[Dataset entries]
Segment Open

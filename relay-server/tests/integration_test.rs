//! Integration tests for the classroom relay
//!
//! These tests spin up a real relay and connect clients (raw sockets and
//! `WsBroker`) to verify joins, broadcasts, presence and row-change fan-out.

use std::sync::Arc;
use std::time::Duration;

use chrono::Utc;
use classroom_realtime::broker::{
    Broker, BrokerEvent, ChannelSpec, PresencePayload, SubscribeStatus, TypingPayload,
};
use classroom_realtime::models::{AuthUser, NewConversation, NewParticipant, Profile};
use classroom_realtime::{
    ChannelManager, ChannelNotifier, RealtimeConfig, SqliteStorage, Storage, WsBroker,
};
use classroom_relay::RelayState;
use futures_util::{SinkExt, StreamExt};
use serde_json::json;
use tokio::net::TcpListener;
use tokio::sync::mpsc;
use tokio::time::timeout;
use tokio_tungstenite::{connect_async, tungstenite::Message};

const REQUEST_TIMEOUT: Duration = Duration::from_secs(5);

/// Start a test relay on a random available port
async fn start_test_relay(state: RelayState) -> (u16, tokio::task::JoinHandle<()>) {
    let listener = TcpListener::bind("127.0.0.1:0").await.unwrap();
    let port = listener.local_addr().unwrap().port();

    let state = Arc::new(state);

    let handle = tokio::spawn(async move {
        while let Ok((stream, _)) = listener.accept().await {
            let ws_stream = tokio_tungstenite::accept_async(stream).await.unwrap();
            let state = state.clone();
            tokio::spawn(async move {
                classroom_relay::handle_connection(ws_stream, state).await;
            });
        }
    });

    // Give relay time to start
    tokio::time::sleep(Duration::from_millis(50)).await;

    (port, handle)
}

async fn broker(port: u16, user_id: &str) -> WsBroker {
    WsBroker::connect(
        &format!("ws://127.0.0.1:{}", port),
        user_id,
        None,
        REQUEST_TIMEOUT,
    )
    .await
    .expect("Failed to connect broker")
}

async fn next_event(events: &mut mpsc::UnboundedReceiver<BrokerEvent>) -> BrokerEvent {
    timeout(Duration::from_secs(5), events.recv())
        .await
        .expect("Timeout waiting for event")
        .expect("Event stream closed")
}

fn presence(user_id: &str, name: &str) -> PresencePayload {
    PresencePayload {
        user_id: user_id.to_string(),
        full_name: Some(name.to_string()),
        email: None,
        avatar_url: None,
        role: None,
        online_at: Utc::now(),
        current_page: Some("/".to_string()),
        status_text: "On the dashboard".to_string(),
    }
}

#[tokio::test]
async fn test_client_connects_and_authenticates() {
    let (port, relay) = start_test_relay(RelayState::new()).await;

    let (ws_stream, _) = connect_async(&format!("ws://127.0.0.1:{}", port))
        .await
        .expect("Failed to connect");
    let (mut write, mut read) = ws_stream.split();
    write
        .send(Message::Text(
            json!({"type": "connect", "user_id": "user1"}).to_string().into(),
        ))
        .await
        .unwrap();

    let response = timeout(Duration::from_secs(5), read.next())
        .await
        .expect("Timeout waiting for auth")
        .expect("Stream closed")
        .expect("Read error");
    if let Message::Text(text) = response {
        let msg: serde_json::Value = serde_json::from_str(&text).unwrap();
        assert_eq!(msg["type"], "auth_response");
        assert_eq!(msg["success"], true);
    } else {
        panic!("Expected text message");
    }

    relay.abort();
}

#[tokio::test]
async fn test_broadcast_reaches_other_members_only() {
    let (port, relay) = start_test_relay(RelayState::new()).await;
    let alice = broker(port, "alice").await;
    let bob = broker(port, "bob").await;

    let mut alice_sub = alice.subscribe(ChannelSpec::new("typing")).await.unwrap();
    let mut bob_sub = bob.subscribe(ChannelSpec::new("typing")).await.unwrap();
    assert_eq!(alice_sub.status, SubscribeStatus::Subscribed);
    assert_eq!(bob_sub.status, SubscribeStatus::Subscribed);

    let payload = TypingPayload {
        conversation_id: "c1".to_string(),
        user_id: "alice".to_string(),
        user_name: "Alice".to_string(),
        is_typing: true,
    };
    alice
        .send(&alice_sub.channel, "typing", serde_json::to_value(&payload).unwrap())
        .await
        .unwrap();

    match next_event(&mut bob_sub.events).await {
        BrokerEvent::Broadcast { event, payload } => {
            assert_eq!(event, "typing");
            assert_eq!(payload["user_id"], "alice");
            assert_eq!(payload["is_typing"], true);
        }
        other => panic!("Expected broadcast, got {:?}", other),
    }

    // Sender does not hear its own broadcast
    let own = timeout(Duration::from_millis(200), alice_sub.events.recv()).await;
    assert!(own.is_err(), "Sender received its own broadcast");

    relay.abort();
}

#[tokio::test]
async fn test_presence_join_state_and_leave() {
    let (port, relay) = start_test_relay(RelayState::new()).await;
    let alice = broker(port, "alice").await;
    let bob = broker(port, "bob").await;

    let alice_sub = alice
        .subscribe(ChannelSpec::new("online-users").with_presence_key("alice"))
        .await
        .unwrap();
    alice
        .track(&alice_sub.channel, &presence("alice", "Alice"))
        .await
        .unwrap();

    let mut bob_sub = bob
        .subscribe(ChannelSpec::new("online-users").with_presence_key("bob"))
        .await
        .unwrap();
    let state = bob.presence_state(&bob_sub.channel).await.unwrap();
    assert_eq!(state.len(), 1);
    assert_eq!(state["alice"][0].display_name(), "Alice");

    // Alice drops off; bob sees the leave
    alice.disconnect();
    loop {
        match next_event(&mut bob_sub.events).await {
            BrokerEvent::PresenceLeave { key, left_presences } => {
                assert_eq!(key, "alice");
                assert_eq!(left_presences.len(), 1);
                break;
            }
            _ => continue,
        }
    }
    assert!(bob.presence_state(&bob_sub.channel).await.unwrap().is_empty());

    relay.abort();
}

#[tokio::test]
async fn test_published_row_change_fans_out() {
    let (port, relay) = start_test_relay(RelayState::new()).await;
    let listener = broker(port, "alice").await;
    let mut sub = listener.subscribe(ChannelSpec::new("messages")).await.unwrap();

    // A storage-side forwarder injecting a row change
    let (ws_stream, _) = connect_async(&format!("ws://127.0.0.1:{}", port))
        .await
        .unwrap();
    let (mut write, mut read) = ws_stream.split();
    write
        .send(Message::Text(
            json!({"type": "connect", "user_id": "db-forwarder"}).to_string().into(),
        ))
        .await
        .unwrap();
    let _auth = read.next().await;
    write
        .send(Message::Text(
            json!({
                "type": "publish",
                "topic": "messages",
                "event": {"type": "insert", "table": "messages", "new": {"id": "m1"}}
            })
            .to_string()
            .into(),
        ))
        .await
        .unwrap();

    match next_event(&mut sub.events).await {
        BrokerEvent::Insert { table, new } => {
            assert_eq!(table, "messages");
            assert_eq!(new["id"], "m1");
        }
        other => panic!("Expected insert, got {:?}", other),
    }

    relay.abort();
}

#[tokio::test]
async fn test_unsubscribed_channel_stops_receiving() {
    let (port, relay) = start_test_relay(RelayState::new()).await;
    let alice = broker(port, "alice").await;
    let bob = broker(port, "bob").await;

    let alice_sub = alice.subscribe(ChannelSpec::new("typing")).await.unwrap();
    let mut bob_sub = bob.subscribe(ChannelSpec::new("typing")).await.unwrap();
    bob.unsubscribe(&bob_sub.channel).await.unwrap();
    tokio::time::sleep(Duration::from_millis(50)).await;

    alice
        .send(
            &alice_sub.channel,
            "typing",
            json!({"conversation_id": "c1", "user_id": "alice", "user_name": "Alice", "is_typing": true}),
        )
        .await
        .unwrap();

    let received = timeout(Duration::from_millis(200), bob_sub.events.recv()).await;
    assert!(!matches!(received, Ok(Some(BrokerEvent::Broadcast { .. }))));

    relay.abort();
}

#[tokio::test]
async fn test_chat_between_managers_over_relay() {
    let (port, relay) = start_test_relay(RelayState::new()).await;
    let url = format!("ws://127.0.0.1:{}", port);

    let alice = AuthUser::new(Profile::new("alice", "Alice"));
    let bob = AuthUser::new(Profile::new("bob", "Bob"));
    let storage = Arc::new(SqliteStorage::open_in_memory().unwrap());
    storage.upsert_profile(&alice.profile).unwrap();
    storage.upsert_profile(&bob.profile).unwrap();
    let conversation = storage
        .insert_conversation(NewConversation {
            name: None,
            is_group: false,
            created_by: "alice".to_string(),
        })
        .await
        .unwrap();
    storage
        .insert_participants(&[
            NewParticipant {
                conversation_id: conversation.id.clone(),
                user_id: "alice".to_string(),
            },
            NewParticipant {
                conversation_id: conversation.id.clone(),
                user_id: "bob".to_string(),
            },
        ])
        .await
        .unwrap();

    let mut managers = Vec::new();
    for user in [&alice, &bob] {
        let broker = WsBroker::connect(&url, &user.id, None, REQUEST_TIMEOUT)
            .await
            .unwrap();
        let (notifier, notes) = ChannelNotifier::new();
        let mut manager = ChannelManager::new(
            Arc::new(broker),
            storage.clone(),
            Arc::new(notifier),
            RealtimeConfig::default(),
        );
        manager.connect(user.clone()).await.unwrap();
        managers.push((manager, notes));
    }
    let (mut bob_manager, _bob_notes) = managers.pop().unwrap();
    let (mut alice_manager, _alice_notes) = managers.pop().unwrap();

    bob_manager.drain(Duration::from_millis(100)).await;
    alice_manager.drain(Duration::from_millis(100)).await;
    assert!(alice_manager.presence().is_online("bob"));

    alice_manager
        .conversations_mut()
        .send_message(&conversation.id, "hello over the wire")
        .await
        .unwrap();
    bob_manager.drain(Duration::from_millis(200)).await;

    let received = bob_manager.conversations().messages(&conversation.id).unwrap();
    assert_eq!(received.len(), 1);
    assert_eq!(received[0].content, "hello over the wire");
    assert_eq!(bob_manager.conversations().unread_count(&conversation.id), 1);

    alice_manager.disconnect().await;
    bob_manager.drain(Duration::from_millis(100)).await;
    assert!(!bob_manager.presence().is_online("alice"));

    bob_manager.disconnect().await;
    relay.abort();
}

Segment Closed

Exercise ::
Among the lines above, which ones hold the string "Failed"? Show them.

Exercise response ::
    .expect("Failed to connect broker")
        .expect("Failed to connect");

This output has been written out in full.